The contribution of intersystem crossing (ISC) in the C(³P) + SiH₄ reaction that leads to products formation in the singlet electronic state is investigated using a direct dynamics trajectory surface hopping (TSH) method with Tully's fewest switches algorithm. Interestingly, in contrast to the O(³P) + SiH₄ reaction with no ISC effect, for the title reaction we observed ∼7% product formation through ISC despite weak spin–orbit coupling interactions (less than 25 cm⁻¹) between the ground singlet and triplet states. This is presumably because of the topological differences in the potential energy surfaces of the two reactions at the entrance channel. The O(³P) + SiH₄ reaction follows either an addition reaction (with shallow attractive potential and a late singlet–triplet crossing) or a direct abstraction pathway with singlet–triplet crossing at near or after the top of the barrier making ISC ineffective.

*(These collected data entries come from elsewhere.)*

//! Frame kinds and RPC method identifiers.
//!
//! Uses proper enums with `TryFrom`: no panics on unknown values.

use crate::error::TetherError;
use std::fmt;

// ── FrameKind ────────────────────────────────────────────────────

/// The role a frame plays in the lifecycle of a logical stream.
#[repr(u32)]
#[derive(Debug, Clone, Copy, PartialEq, Eq, Hash)]
pub enum FrameKind {
    /// Opens a stream; payload carries the call metadata.
    Open = 0x1,
    /// One message on an open stream.
    Data = 0x2,
    /// The sender will not send further messages on this stream.
    End = 0x3,
    /// Terminates the stream; payload carries a `Status`.
    Status = 0x4,
    /// The caller abandons the stream.
    Reset = 0x5,
    /// Link keep-alive on stream 0.
    Heartbeat = 0x6,
}

impl TryFrom<u32> for FrameKind {
    type Error = TetherError;

    fn try_from(value: u32) -> Result<Self, Self::Error> {
        match value {
            0x1 => Ok(FrameKind::Open),
            0x2 => Ok(FrameKind::Data),
            0x3 => Ok(FrameKind::End),
            0x4 => Ok(FrameKind::Status),
            0x5 => Ok(FrameKind::Reset),
            0x6 => Ok(FrameKind::Heartbeat),
            _ => Err(TetherError::UnknownVariant {
                type_name: "FrameKind",
                value: value as u64,
            }),
        }
    }
}

impl fmt::Display for FrameKind {
    fn fmt(&self, f: &mut fmt::Formatter<'_>) -> fmt::Result {
        fmt::Debug::fmt(self, f)
    }
}

impl FrameKind {
    /// Returns `true` for frames after which the stream no longer exists.
    pub fn is_terminal(&self) -> bool {
        matches!(self, FrameKind::Status | FrameKind::Reset)
    }
}

// ── Method ───────────────────────────────────────────────────────

/// Every RPC understood by the Tether protocol.
///
/// Organized by category:
/// - `0x01xx`: JSON messaging
/// - `0x02xx`: File operations
/// - `0x03xx`: Screen capture
/// - `0x04xx`: Push subscriptions
/// - `0x05xx`: Byte messages
#[repr(u64)]
#[derive(Debug, Clone, Copy, PartialEq, Eq, Hash)]
pub enum Method {
    // ── JSON (0x01xx) ────────────────────────────────────────────
    /// Client streams envelopes, server acks each one by id.
    JsonStream = 0x0101,
    /// Client streams envelopes (not acked); server pushes envelopes back.
    JsonDuplex = 0x0102,

    // ── File (0x02xx) ────────────────────────────────────────────
    /// Client streams chunks; server answers with one upload status.
    Upload = 0x0201,
    /// Client sends a path; server streams chunks.
    Download = 0x0202,
    /// Client sends a directory; server answers with its file names.
    ListFiles = 0x0203,

    // ── Screen (0x03xx) ──────────────────────────────────────────
    /// Client sends a monitor index; server streams image chunks.
    Screenshot = 0x0301,

    // ── Subscriptions (0x04xx) ───────────────────────────────────
    /// Receive-only stream of broadcast file chunks.
    SubscribeFiles = 0x0401,
    /// Receive-only stream of broadcast byte messages.
    SubscribeBytes = 0x0402,

    // ── Bytes (0x05xx) ───────────────────────────────────────────
    /// Unary byte message, acknowledged.
    SendBytes = 0x0501,
    /// Unary byte message, fire-and-forget.
    SendBytesNoAck = 0x0502,
}

impl TryFrom<u64> for Method {
    type Error = TetherError;

    fn try_from(value: u64) -> Result<Self, Self::Error> {
        match value {
            0x0101 => Ok(Method::JsonStream),
            0x0102 => Ok(Method::JsonDuplex),

            0x0201 => Ok(Method::Upload),
            0x0202 => Ok(Method::Download),
            0x0203 => Ok(Method::ListFiles),

            0x0301 => Ok(Method::Screenshot),

            0x0401 => Ok(Method::SubscribeFiles),
            0x0402 => Ok(Method::SubscribeBytes),

            0x0501 => Ok(Method::SendBytes),
            0x0502 => Ok(Method::SendBytesNoAck),

            _ => Err(TetherError::UnknownVariant {
                type_name: "Method",
                value,
            }),
        }
    }
}

impl fmt::Display for Method {
    fn fmt(&self, f: &mut fmt::Formatter<'_>) -> fmt::Result {
        fmt::Debug::fmt(self, f)
    }
}

impl Method {
    /// Returns `true` for receive-only subscription streams that stay
    /// open until the subscriber leaves.
    pub fn is_subscription(&self) -> bool {
        matches!(
            self,
            Method::JsonDuplex | Method::SubscribeFiles | Method::SubscribeBytes
        )
    }
}
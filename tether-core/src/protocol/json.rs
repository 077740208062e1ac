//! JSON messaging: envelopes and their acknowledgments.
//!
//! # Wire Protocol
//!
//! ## Ack-correlated stream (`JsonStream`)
//! ```text
//! Client ──[Data: JsonEnvelope]─────────────► Server   (repeated)
//! Server ──[Data: JsonAck]──────────────────► Client   (one per envelope, same id)
//! ```
//!
//! ## Duplex push (`JsonDuplex`)
//! ```text
//! Client ──[Data: JsonEnvelope]─────────────► Server   (logged, never acked)
//! Server ──[Data: JsonEnvelope]─────────────► Client   (broadcast, any time)
//! ```

use std::time::{SystemTime, UNIX_EPOCH};

use serde::{Deserialize, Serialize};
use uuid::Uuid;

/// Envelope type used by the post-connect round-trip probe.
pub const PROBE_TYPE: &str = "tether.probe";

/// One JSON message unit.
#[derive(Debug, Clone, Serialize, Deserialize, PartialEq, Eq)]
pub struct JsonEnvelope {
    /// Correlation id, unique within a session.
    pub id: String,

    /// Application-defined type tag.
    pub kind: String,

    /// The JSON document, as text.
    pub json: String,

    /// Creation time in milliseconds since the Unix epoch.
    pub timestamp_ms: i64,
}

impl JsonEnvelope {
    /// Create an envelope with a fresh id and the current timestamp.
    pub fn new(kind: impl Into<String>, json: impl Into<String>) -> Self {
        Self::with_id(new_message_id(), kind, json)
    }

    pub fn with_id(id: impl Into<String>, kind: impl Into<String>, json: impl Into<String>) -> Self {
        Self {
            id: id.into(),
            kind: kind.into(),
            json: json.into(),
            timestamp_ms: now_ms(),
        }
    }

    /// The trivial envelope a client uses to confirm the link round-trips.
    pub fn probe() -> Self {
        Self::new(PROBE_TYPE, "{}")
    }

    pub fn is_probe(&self) -> bool {
        self.kind == PROBE_TYPE
    }

    /// Parse the embedded document.
    pub fn parse(&self) -> Result<serde_json::Value, serde_json::Error> {
        serde_json::from_str(&self.json)
    }
}

/// Acknowledgment of one [`JsonEnvelope`], matched by id.
#[derive(Debug, Clone, Serialize, Deserialize, PartialEq, Eq)]
pub struct JsonAck {
    pub id: String,
    pub success: bool,
    pub error: Option<String>,
}

impl JsonAck {
    pub fn success(id: impl Into<String>) -> Self {
        Self {
            id: id.into(),
            success: true,
            error: None,
        }
    }

    pub fn failure(id: impl Into<String>, error: impl Into<String>) -> Self {
        Self {
            id: id.into(),
            success: false,
            error: Some(error.into()),
        }
    }
}

/// A fresh message id (random UUID v4).
pub fn new_message_id() -> String {
    Uuid::new_v4().to_string()
}

pub fn now_ms() -> i64 {
    SystemTime::now()
        .duration_since(UNIX_EPOCH)
        .map(|d| d.as_millis() as i64)
        .unwrap_or(0)
}
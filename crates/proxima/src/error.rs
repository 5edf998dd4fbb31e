//! Error type for closest-pair queries.

use std::fmt;

/// Errors from the closest-pair entry points.
///
/// Validation happens once, before recursion begins; internal stages
/// assume validated input and have no failure modes of their own.
/// Degenerate geometry (coincident or collinear points) is valid input,
/// not an error.
#[derive(Clone, Debug, PartialEq, Eq)]
pub enum PairError {
    /// Fewer than two points were supplied; the closest pair is
    /// undefined for empty and single-point inputs.
    NotEnoughPoints {
        /// Number of points actually supplied.
        count: usize,
    },
}

impl fmt::Display for PairError {
    fn fmt(&self, f: &mut fmt::Formatter<'_>) -> fmt::Result {
        match self {
            Self::NotEnoughPoints { count } => {
                write!(f, "closest pair needs at least 2 points, got {count}")
            }
        }
    }
}

impl std::error::Error for PairError {}

#[cfg(test)]
mod tests {
    use super::*;

    #[test]
    fn display_names_the_count() {
        let err = PairError::NotEnoughPoints { count: 1 };
        assert_eq!(err.to_string(), "closest pair needs at least 2 points, got 1");
    }
}
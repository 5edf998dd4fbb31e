//! Benchmark profiles for the Proxima closest-pair solver.
//!
//! Fixed seeds and sizes so every bench run sees identical inputs.

#![forbid(unsafe_code)]
#![deny(rustdoc::broken_intra_doc_links)]

use proxima::Point;
use proxima_test_utils::{narrow_band_points, random_points};

/// Seed shared by all benchmark inputs.
pub const BENCH_SEED: u64 = 42;

/// Uniform square profile: `n` points in `[-1000, 1000]²`.
pub fn uniform_profile(n: usize) -> Vec<Point> {
    random_points(BENCH_SEED, n, 1_000.0)
}

/// Strip-stress profile: `n` points in a band half a unit wide.
///
/// Nearly every point stays within the best distance of every
/// dividing line, so the strip scan dominates.
pub fn narrow_band_profile(n: usize) -> Vec<Point> {
    narrow_band_points(BENCH_SEED, n, 0.5, 1_000.0)
}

On the other hand, an insertion mechanism is exclusively followed by the C(³P) + SiH₄ reaction with no entrance barrier to the reaction in the triplet state. The triplet insertion complex initially formed (³H₃SiCH) can go to the singlet state through ISC due to the fact that the triplet–singlet crossing is accessed several times during the course of the reaction. Our computed overall product angular distributions for H and H₂ elimination channels are found to be broad and flat or nearly isotropic in nature indicating the formation of stable intermediate complexes, which corroborates the most recent crossed molecular-beam study.